On June 30, 1996, Capano retained attorneys after police officers notified him that they considered him a suspect in Fahey's disappearance. One of Capano's attorneys, Charles M. Oberly, III, directed him to prepare "a time-line of everything he could remember concerning his whereabouts on June 27, 1996 and immediately thereafter," and to "write down his thoughts and notes, as he remembered them, of anything he could recall about his relationship with Ms. Fahey." App. at 42. Following his attorney's instructions, Capano created a time-line and wrote down other notes regarding his relationship with Fahey and placed them in a legal file.

Capano then put the file on a bookshelf in the office adjacent to his own office at Saul Ewing occupied by of one of his law partners, Timothy A. Frey, because he was concerned that there could be an unauthorized search of his own office leading to an unauthorized seizure of the file. Initially Frey was unaware that Capano placed the file in his office; however, in August or September of 1996, Capano informed Frey about the location of the file. Within the next month, Frey found the file in his office, read it, and returned it to its prior location on his bookshelf.

The file remained in Frey's office until the United States seized it on November 4, 1996. On that day, Assistant United States Attorney Colm F. Connolly telephoned Frey to inform him that an FBI agent would serve him with a grand jury subpoena for Capano's file. Frey then re-examined the file and determined that it was the same file he had examined previously. Connolly also telephoned the chairman of Saul Ewing, J. Clayton Undercofler, to notify him about the subpoena. Undercofler expressed a concern that the production of the file might reveal information relating to the law firm's representation of its clients. Connolly and Undercofler then agreed that the file would be produced under seal, and that the law firm would have an opportunity to screen the file for any confidential information.

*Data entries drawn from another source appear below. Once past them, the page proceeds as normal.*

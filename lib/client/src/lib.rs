//! Eduva client — envelope-aware HTTP access to the backend API.
//!
//! Every backend endpoint answers with the same envelope:
//!
//! ```json
//! { "statusCode": 1000, "message": null, "data": { "data": [...], "count": 42 } }
//! ```
//!
//! `statusCode` is a business code, independent of the HTTP status;
//! [`STATUS_SUCCESS`] is the only success value. [`ApiClient`] unwraps the
//! envelope and maps everything else to [`ApiError`]. Authentication is a
//! pluggable [`TokenSource`]; the portal's login handler fills a
//! [`SharedToken`] that every later call picks up.

use std::sync::{Arc, RwLock};

use async_trait::async_trait;
use serde::de::DeserializeOwned;
use serde::{Deserialize, Serialize};

/// The backend's business success code.
pub const STATUS_SUCCESS: i64 = 1000;

#[derive(Debug, thiserror::Error)]
pub enum ApiError {
    /// The backend answered with a non-success business code.
    #[error("backend error {code}: {message}")]
    Backend { code: i64, message: String },
    /// Transport-level failure before an envelope existed.
    #[error("http status {status}")]
    Http { status: u16 },
    #[error(transparent)]
    Network(#[from] reqwest::Error),
    #[error(transparent)]
    Decode(#[from] serde_json::Error),
    /// Success envelope without the payload the caller expected.
    #[error("response envelope carried no data")]
    MissingData,
}

// ----------------------------------------------------------------------
// Envelope
// ----------------------------------------------------------------------

/// The outer response envelope.
#[derive(Debug, Clone, PartialEq, Serialize, Deserialize)]
#[serde(rename_all = "camelCase")]
#[serde(bound(deserialize = "T: serde::Deserialize<'de>"))]
pub struct Envelope<T> {
    pub status_code: i64,
    #[serde(default, skip_serializing_if = "Option::is_none")]
    pub message: Option<String>,
    #[serde(default, skip_serializing_if = "Option::is_none")]
    pub data: Option<T>,
}

/// Payload shape of every list endpoint.
#[derive(Debug, Clone, PartialEq, Serialize, Deserialize)]
pub struct Paged<T> {
    pub data: Vec<T>,
    pub count: i64,
}

impl<T> Envelope<T> {
    /// Unwrap the envelope: non-success codes become
    /// [`ApiError::Backend`], a success without payload becomes
    /// [`ApiError::MissingData`].
    pub fn into_result(self) -> Result<T, ApiError> {
        if self.status_code != STATUS_SUCCESS {
            return Err(ApiError::Backend {
                code: self.status_code,
                message: self.message.unwrap_or_default(),
            });
        }
        self.data.ok_or(ApiError::MissingData)
    }
}

// ----------------------------------------------------------------------
// Token sources
// ----------------------------------------------------------------------

/// Where the bearer token for a request comes from.
#[async_trait]
pub trait TokenSource: Send + Sync {
    async fn token(&self) -> Option<String>;
}

/// No authentication header at all.
#[derive(Debug, Clone, Copy, Default)]
pub struct NoAuth;

#[async_trait]
impl TokenSource for NoAuth {
    async fn token(&self) -> Option<String> {
        None
    }
}

/// A fixed token, e.g. from the config file.
#[derive(Debug, Clone)]
pub struct StaticToken(pub String);

#[async_trait]
impl TokenSource for StaticToken {
    async fn token(&self) -> Option<String> {
        Some(self.0.clone())
    }
}

/// A writable token slot shared between the login flow and the client.
#[derive(Debug, Clone, Default)]
pub struct SharedToken {
    slot: Arc<RwLock<Option<String>>>,
}

impl SharedToken {
    pub fn new() -> Self {
        Self::default()
    }

    pub fn set(&self, token: &str) {
        *self.slot.write().unwrap() = Some(token.to_string());
    }

    pub fn clear(&self) {
        *self.slot.write().unwrap() = None;
    }

    pub fn is_set(&self) -> bool {
        self.slot.read().unwrap().is_some()
    }
}

#[async_trait]
impl TokenSource for SharedToken {
    async fn token(&self) -> Option<String> {
        self.slot.read().unwrap().clone()
    }
}

// ----------------------------------------------------------------------
// Client
// ----------------------------------------------------------------------

#[derive(Clone)]
pub struct ApiClient {
    base_url: String,
    http: reqwest::Client,
    token: Arc<dyn TokenSource>,
}

impl ApiClient {
    pub fn new(base_url: &str) -> Self {
        Self {
            base_url: base_url.trim_end_matches('/').to_string(),
            http: reqwest::Client::new(),
            token: Arc::new(NoAuth),
        }
    }

    pub fn with_token_source(mut self, token: Arc<dyn TokenSource>) -> Self {
        self.token = token;
        self
    }

    pub fn base_url(&self) -> &str {
        &self.base_url
    }

    fn endpoint(&self, path: &str) -> String {
        format!("{}/{}", self.base_url, path.trim_start_matches('/'))
    }

    pub async fn get_json<T: DeserializeOwned>(&self, path: &str) -> Result<T, ApiError> {
        let req = self.http.get(self.endpoint(path));
        self.send(path, req).await
    }

    pub async fn post_json<B, T>(&self, path: &str, body: &B) -> Result<T, ApiError>
    where
        B: Serialize + Sync,
        T: DeserializeOwned,
    {
        let req = self.http.post(self.endpoint(path)).json(body);
        self.send(path, req).await
    }

    pub async fn put_json<B, T>(&self, path: &str, body: &B) -> Result<T, ApiError>
    where
        B: Serialize + Sync,
        T: DeserializeOwned,
    {
        let req = self.http.put(self.endpoint(path)).json(body);
        self.send(path, req).await
    }

    pub async fn delete_json<T: DeserializeOwned>(&self, path: &str) -> Result<T, ApiError> {
        let req = self.http.delete(self.endpoint(path));
        self.send(path, req).await
    }

    /// POST where only the envelope verdict matters.
    pub async fn post_ok<B: Serialize + Sync>(&self, path: &str, body: &B) -> Result<(), ApiError> {
        let req = self.http.post(self.endpoint(path)).json(body);
        let env: Envelope<serde_json::Value> = self.exchange(path, req).await?;
        if env.status_code != STATUS_SUCCESS {
            return Err(ApiError::Backend {
                code: env.status_code,
                message: env.message.unwrap_or_default(),
            });
        }
        Ok(())
    }

    async fn send<T: DeserializeOwned>(
        &self,
        path: &str,
        req: reqwest::RequestBuilder,
    ) -> Result<T, ApiError> {
        let env: Envelope<T> = self.exchange(path, req).await?;
        env.into_result()
    }

    async fn exchange<T: DeserializeOwned>(
        &self,
        path: &str,
        mut req: reqwest::RequestBuilder,
    ) -> Result<Envelope<T>, ApiError> {
        if let Some(token) = self.token.token().await {
            req = req.bearer_auth(token);
        }
        let resp = req.send().await?;
        let status = resp.status();
        let bytes = resp.bytes().await?;
        tracing::trace!(path, status = status.as_u16(), "api exchange");

        if !status.is_success() {
            // Backend errors usually still ship the envelope; fall back to
            // the bare HTTP status when the body is something else.
            if let Ok(env) = serde_json::from_slice::<Envelope<serde_json::Value>>(&bytes) {
                return Err(ApiError::Backend {
                    code: env.status_code,
                    message: env.message.unwrap_or_default(),
                });
            }
            return Err(ApiError::Http {
                status: status.as_u16(),
            });
        }
        Ok(serde_json::from_slice(&bytes)?)
    }
}

impl std::fmt::Debug for ApiClient {
    fn fmt(&self, f: &mut std::fmt::Formatter<'_>) -> std::fmt::Result {
        f.debug_struct("ApiClient")
            .field("base_url", &self.base_url)
            .finish_non_exhaustive()
    }
}
//! Auth requests.

use eduva_derive::request;
use serde::{Deserialize, Serialize};

/// Login with email + password.
#[request("auth/login")]
#[derive(Serialize, Deserialize)]
#[serde(rename_all = "camelCase")]
pub struct LoginReq {
    pub email: String,
    pub password: String,
}

/// Logout: clear the session and every page state behind it.
#[request("auth/logout")]
#[derive(Serialize, Deserialize)]
pub struct LogoutReq;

After these phone calls, FBI Special Agent Kevin Shannon arrived at Frey's office and served the subpoena. The file was placed in an envelope, sealed, and delivered to Assistant United States Attorney Patricia Hannigan, who had been "walled off" from the investigation to avoid any possibility of taint. On November 5, 1996, Hannigan met with Undercofler and Saul Ewing's executive partner, Frederick D. Strober. After unsealing the envelope, the two attorneys from Saul Ewing examined the file and determined that it did not contain any information relating to the law firm's representation of its clients. Hannigan then examined the file and determined that nothing in it arguably was privileged or protected. She then made a copy of the file which she gave to Connolly. She, however, retained the original file.

Although the parties dispute exactly when Capano learned of the seizure, they agree that Capano and his attorneys did not know that the government intended to seize the file prior to the service of the subpoena and that they were informed of the seizure only after it had occurred. Capano asserts that his attorney first learned of the disclosure on November 6, 1996, two days after the seizure. See br. at 27. In any event, on November 12, 1996, one of Capano's attorneys, Bartholomew J. Dalton, sent a letter to the United States Attorney advising the government that the file contained privileged information. The United States, through Connolly, responded on November 26, 1996, by telephone and informed Dalton that the United States did not believe that the attorney-client privilege or the attorney work product doctrine protected the materials contained in the file. Connolly told him to "take the issue up with the Court." App. at 138.

On at least two occasions between December 30, 1996, and February 1997, Connolly also had telephone discussions with Oberly regarding the applicability of the attorney work product and the attorney-client privileges to the seized documents. In a second letter to the United States dated January 22, 1997, Oberly requested that the government either return the documents in the file or send him a letter stating its opposition to the assertion of the privileges. In response, Connolly formally denied the production request in a letter dated February 25, 1997, contending that the documents were not privileged and that, in any event, Capano waived any privilege when he placed them in Frey's office. Finally, on March 14, 1997, Capano, citing both the attorney-client and the attorney work product privileges, filed a motion in the district court seeking an order compelling the government to return the file.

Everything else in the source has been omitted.